- [What the task asks]
Give back all of the data unchanged. Keep every word as it is.

- [Stored data]
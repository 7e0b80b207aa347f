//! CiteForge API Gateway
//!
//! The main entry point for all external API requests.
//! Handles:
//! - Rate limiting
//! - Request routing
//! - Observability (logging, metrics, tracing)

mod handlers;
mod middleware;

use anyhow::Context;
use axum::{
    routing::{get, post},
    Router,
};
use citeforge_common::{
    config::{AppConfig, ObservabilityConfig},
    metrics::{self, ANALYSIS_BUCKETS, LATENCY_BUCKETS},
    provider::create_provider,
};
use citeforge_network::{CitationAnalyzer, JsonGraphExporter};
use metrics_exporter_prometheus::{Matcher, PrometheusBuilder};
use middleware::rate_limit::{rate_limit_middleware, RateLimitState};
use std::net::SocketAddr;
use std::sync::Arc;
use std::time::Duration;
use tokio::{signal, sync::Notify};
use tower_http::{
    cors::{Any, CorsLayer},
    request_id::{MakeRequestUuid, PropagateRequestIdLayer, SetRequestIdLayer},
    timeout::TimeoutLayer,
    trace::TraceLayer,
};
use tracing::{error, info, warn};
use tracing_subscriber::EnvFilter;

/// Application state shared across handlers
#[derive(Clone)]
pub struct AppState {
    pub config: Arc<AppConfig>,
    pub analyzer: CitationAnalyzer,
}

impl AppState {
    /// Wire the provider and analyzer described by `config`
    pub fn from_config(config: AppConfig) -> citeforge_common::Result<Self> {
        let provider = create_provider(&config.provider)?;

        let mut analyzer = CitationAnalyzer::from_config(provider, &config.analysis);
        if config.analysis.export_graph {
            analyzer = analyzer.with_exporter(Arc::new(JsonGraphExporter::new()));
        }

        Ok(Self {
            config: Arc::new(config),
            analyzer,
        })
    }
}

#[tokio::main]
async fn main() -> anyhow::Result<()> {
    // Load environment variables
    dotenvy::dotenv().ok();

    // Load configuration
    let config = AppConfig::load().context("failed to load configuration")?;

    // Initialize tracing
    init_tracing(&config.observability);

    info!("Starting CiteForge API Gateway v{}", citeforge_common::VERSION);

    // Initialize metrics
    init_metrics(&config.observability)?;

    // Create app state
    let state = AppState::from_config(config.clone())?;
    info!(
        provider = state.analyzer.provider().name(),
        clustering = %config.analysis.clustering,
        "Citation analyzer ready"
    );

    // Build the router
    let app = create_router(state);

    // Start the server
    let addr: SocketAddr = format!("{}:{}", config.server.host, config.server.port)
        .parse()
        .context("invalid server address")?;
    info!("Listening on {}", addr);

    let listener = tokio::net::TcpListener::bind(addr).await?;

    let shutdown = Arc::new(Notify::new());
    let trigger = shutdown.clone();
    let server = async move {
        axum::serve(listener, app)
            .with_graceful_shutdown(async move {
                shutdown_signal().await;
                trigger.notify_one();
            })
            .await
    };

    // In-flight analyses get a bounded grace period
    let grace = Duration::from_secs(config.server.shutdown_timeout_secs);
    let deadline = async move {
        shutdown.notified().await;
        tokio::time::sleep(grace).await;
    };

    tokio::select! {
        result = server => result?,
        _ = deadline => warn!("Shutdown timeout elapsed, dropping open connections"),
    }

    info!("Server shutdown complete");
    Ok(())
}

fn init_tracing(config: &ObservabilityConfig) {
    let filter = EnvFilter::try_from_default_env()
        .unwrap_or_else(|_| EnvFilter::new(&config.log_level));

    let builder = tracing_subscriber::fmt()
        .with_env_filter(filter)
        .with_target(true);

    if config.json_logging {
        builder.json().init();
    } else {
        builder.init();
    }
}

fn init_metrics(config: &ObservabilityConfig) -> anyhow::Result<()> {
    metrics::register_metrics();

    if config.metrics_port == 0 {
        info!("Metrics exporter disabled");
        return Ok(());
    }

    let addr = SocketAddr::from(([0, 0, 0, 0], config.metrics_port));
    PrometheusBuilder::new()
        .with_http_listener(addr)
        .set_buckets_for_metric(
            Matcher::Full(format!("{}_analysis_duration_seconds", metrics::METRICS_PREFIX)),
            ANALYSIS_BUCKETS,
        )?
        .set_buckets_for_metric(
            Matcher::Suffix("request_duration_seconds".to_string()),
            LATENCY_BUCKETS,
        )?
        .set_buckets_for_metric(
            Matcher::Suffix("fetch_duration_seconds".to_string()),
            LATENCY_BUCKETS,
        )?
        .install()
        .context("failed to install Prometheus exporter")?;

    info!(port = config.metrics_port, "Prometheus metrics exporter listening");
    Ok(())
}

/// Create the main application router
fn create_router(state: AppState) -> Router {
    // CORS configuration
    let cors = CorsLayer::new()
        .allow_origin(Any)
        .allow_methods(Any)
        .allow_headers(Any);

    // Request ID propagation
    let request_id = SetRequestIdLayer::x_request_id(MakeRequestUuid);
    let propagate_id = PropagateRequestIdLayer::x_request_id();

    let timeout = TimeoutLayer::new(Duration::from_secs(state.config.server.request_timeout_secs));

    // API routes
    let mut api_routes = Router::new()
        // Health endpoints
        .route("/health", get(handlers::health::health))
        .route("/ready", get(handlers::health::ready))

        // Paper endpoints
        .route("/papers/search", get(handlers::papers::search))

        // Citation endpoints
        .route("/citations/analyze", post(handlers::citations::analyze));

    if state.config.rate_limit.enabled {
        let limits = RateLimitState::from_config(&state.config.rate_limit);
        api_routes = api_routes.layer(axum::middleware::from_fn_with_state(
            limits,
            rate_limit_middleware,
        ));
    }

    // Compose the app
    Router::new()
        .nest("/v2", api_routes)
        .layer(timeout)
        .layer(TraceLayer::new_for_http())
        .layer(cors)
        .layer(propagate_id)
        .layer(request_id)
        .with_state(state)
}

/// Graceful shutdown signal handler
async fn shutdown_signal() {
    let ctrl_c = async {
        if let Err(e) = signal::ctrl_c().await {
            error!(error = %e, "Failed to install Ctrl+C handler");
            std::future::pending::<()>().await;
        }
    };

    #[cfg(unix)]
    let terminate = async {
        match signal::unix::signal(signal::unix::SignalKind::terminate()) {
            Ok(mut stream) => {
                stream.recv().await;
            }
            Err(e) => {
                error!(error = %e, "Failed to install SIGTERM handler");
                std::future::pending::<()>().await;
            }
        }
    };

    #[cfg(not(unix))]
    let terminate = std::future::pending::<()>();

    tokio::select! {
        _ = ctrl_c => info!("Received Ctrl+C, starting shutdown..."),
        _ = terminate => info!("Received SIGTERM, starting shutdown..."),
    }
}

- [Task result]
repository 7e0b80b207aa347f
//! CiteForge API Gateway
//!
//! The main entry point for all external API requests.
//! Handles:
//! - Rate limiting
//! - Request routing
//! - Observability (logging, metrics, tracing)

mod handlers;
mod middleware;

use anyhow::Context;
use axum::{
    routing::{get, post},
    Router,
};
use citeforge_common::{
    config::{AppConfig, ObservabilityConfig},
    metrics::{self, ANALYSIS_BUCKETS, LATENCY_BUCKETS},
    provider::create_provider,
};
use citeforge_network::{CitationAnalyzer, JsonGraphExporter};
use metrics_exporter_prometheus::{Matcher, PrometheusBuilder};
use middleware::rate_limit::{rate_limit_middleware, RateLimitState};
use std::net::SocketAddr;
use std::sync::Arc;
use std::time::Duration;
use tokio::{signal, sync::Notify};
use tower_http::{
    cors::{Any, CorsLayer},
    request_id::{MakeRequestUuid, PropagateRequestIdLayer, SetRequestIdLayer},
    timeout::TimeoutLayer,
    trace::TraceLayer,
};
use tracing::{error, info, warn};
use tracing_subscriber::EnvFilter;

/// Application state shared across handlers
#[derive(Clone)]
pub struct AppState {
    pub config: Arc<AppConfig>,
    pub analyzer: CitationAnalyzer,
}

impl AppState {
    /// Wire the provider and analyzer described by `config`
    pub fn from_config(config: AppConfig) -> citeforge_common::Result<Self> {
        let provider = create_provider(&config.provider)?;

        let mut analyzer = CitationAnalyzer::from_config(provider, &config.analysis);
        if config.analysis.export_graph {
            analyzer = analyzer.with_exporter(Arc::new(JsonGraphExporter::new()));
        }

        Ok(Self {
            config: Arc::new(config),
            analyzer,
        })
    }
}

#[tokio::main]
async fn main() -> anyhow::Result<()> {
    // Load environment variables
    dotenvy::dotenv().ok();

    // Load configuration
    let config = AppConfig::load().context("failed to load configuration")?;

    // Initialize tracing
    init_tracing(&config.observability);

    info!("Starting CiteForge API Gateway v{}", citeforge_common::VERSION);

    // Initialize metrics
    init_metrics(&config.observability)?;

    // Create app state
    let state = AppState::from_config(config.clone())?;
    info!(
        provider = state.analyzer.provider().name(),
        clustering = %config.analysis.clustering,
        "Citation analyzer ready"
    );

    // Build the router
    let app = create_router(state);

    // Start the server
    let addr: SocketAddr = format!("{}:{}", config.server.host, config.server.port)
        .parse()
        .context("invalid server address")?;
    info!("Listening on {}", addr);

    let listener = tokio::net::TcpListener::bind(addr).await?;

    let shutdown = Arc::new(Notify::new());
    let trigger = shutdown.clone();
    let server = async move {
        axum::serve(listener, app)
            .with_graceful_shutdown(async move {
                shutdown_signal().await;
                trigger.notify_one();
            })
            .await
    };

    // In-flight analyses get a bounded grace period
    let grace = Duration::from_secs(config.server.shutdown_timeout_secs);
    let deadline = async move {
        shutdown.notified().await;
        tokio::time::sleep(grace).await;
    };

    tokio::select! {
        result = server => result?,
        _ = deadline => warn!("Shutdown timeout elapsed, dropping open connections"),
    }

    info!("Server shutdown complete");
    Ok(())
}

fn init_tracing(config: &ObservabilityConfig) {
    let filter = EnvFilter::try_from_default_env()
        .unwrap_or_else(|_| EnvFilter::new(&config.log_level));

    let builder = tracing_subscriber::fmt()
        .with_env_filter(filter)
        .with_target(true);

    if config.json_logging {
        builder.json().init();
    } else {
        builder.init();
    }
}

fn init_metrics(config: &ObservabilityConfig) -> anyhow::Result<()> {
    metrics::register_metrics();

    if config.metrics_port == 0 {
        info!("Metrics exporter disabled");
        return Ok(());
    }

    let addr = SocketAddr::from(([0, 0, 0, 0], config.metrics_port));
    PrometheusBuilder::new()
        .with_http_listener(addr)
        .set_buckets_for_metric(
            Matcher::Full(format!("{}_analysis_duration_seconds", metrics::METRICS_PREFIX)),
            ANALYSIS_BUCKETS,
        )?
        .set_buckets_for_metric(
            Matcher::Suffix("request_duration_seconds".to_string()),
            LATENCY_BUCKETS,
        )?
        .set_buckets_for_metric(
            Matcher::Suffix("fetch_duration_seconds".to_string()),
            LATENCY_BUCKETS,
        )?
        .install()
        .context("failed to install Prometheus exporter")?;

    info!(port = config.metrics_port, "Prometheus metrics exporter listening");
    Ok(())
}

/// Create the main application router
fn create_router(state: AppState) -> Router {
    // CORS configuration
    let cors = CorsLayer::new()
        .allow_origin(Any)
        .allow_methods(Any)
        .allow_headers(Any);

    // Request ID propagation
    let request_id = SetRequestIdLayer::x_request_id(MakeRequestUuid);
    let propagate_id = PropagateRequestIdLayer::x_request_id();

    let timeout = TimeoutLayer::new(Duration::from_secs(state.config.server.request_timeout_secs));

    // API routes
    let mut api_routes = Router::new()
        // Health endpoints
        .route("/health", get(handlers::health::health))
        .route("/ready", get(handlers::health::ready))

        // Paper endpoints
        .route("/papers/search", get(handlers::papers::search))

        // Citation endpoints
        .route("/citations/analyze", post(handlers::citations::analyze));

    if state.config.rate_limit.enabled {
        let limits = RateLimitState::from_config(&state.config.rate_limit);
        api_routes = api_routes.layer(axum::middleware::from_fn_with_state(
            limits,
            rate_limit_middleware,
        ));
    }

    // Compose the app
    Router::new()
        .nest("/v2", api_routes)
        .layer(timeout)
        .layer(TraceLayer::new_for_http())
        .layer(cors)
        .layer(propagate_id)
        .layer(request_id)
        .with_state(state)
}

/// Graceful shutdown signal handler
async fn shutdown_signal() {
    let ctrl_c = async {
        if let Err(e) = signal::ctrl_c().await {
            error!(error = %e, "Failed to install Ctrl+C handler");
            std::future::pending::<()>().await;
        }
    };

    #[cfg(unix)]
    let terminate = async {
        match signal::unix::signal(signal::unix::SignalKind::terminate()) {
            Ok(mut stream) => {
                stream.recv().await;
            }
            Err(e) => {
                error!(error = %e, "Failed to install SIGTERM handler");
                std::future::pending::<()>().await;
            }
        }
    };

    #[cfg(not(unix))]
    let terminate = std::future::pending::<()>();

    tokio::select! {
        _ = ctrl_c => info!("Received Ctrl+C, starting shutdown..."),
        _ = terminate => info!("Received SIGTERM, starting shutdown..."),
    }
}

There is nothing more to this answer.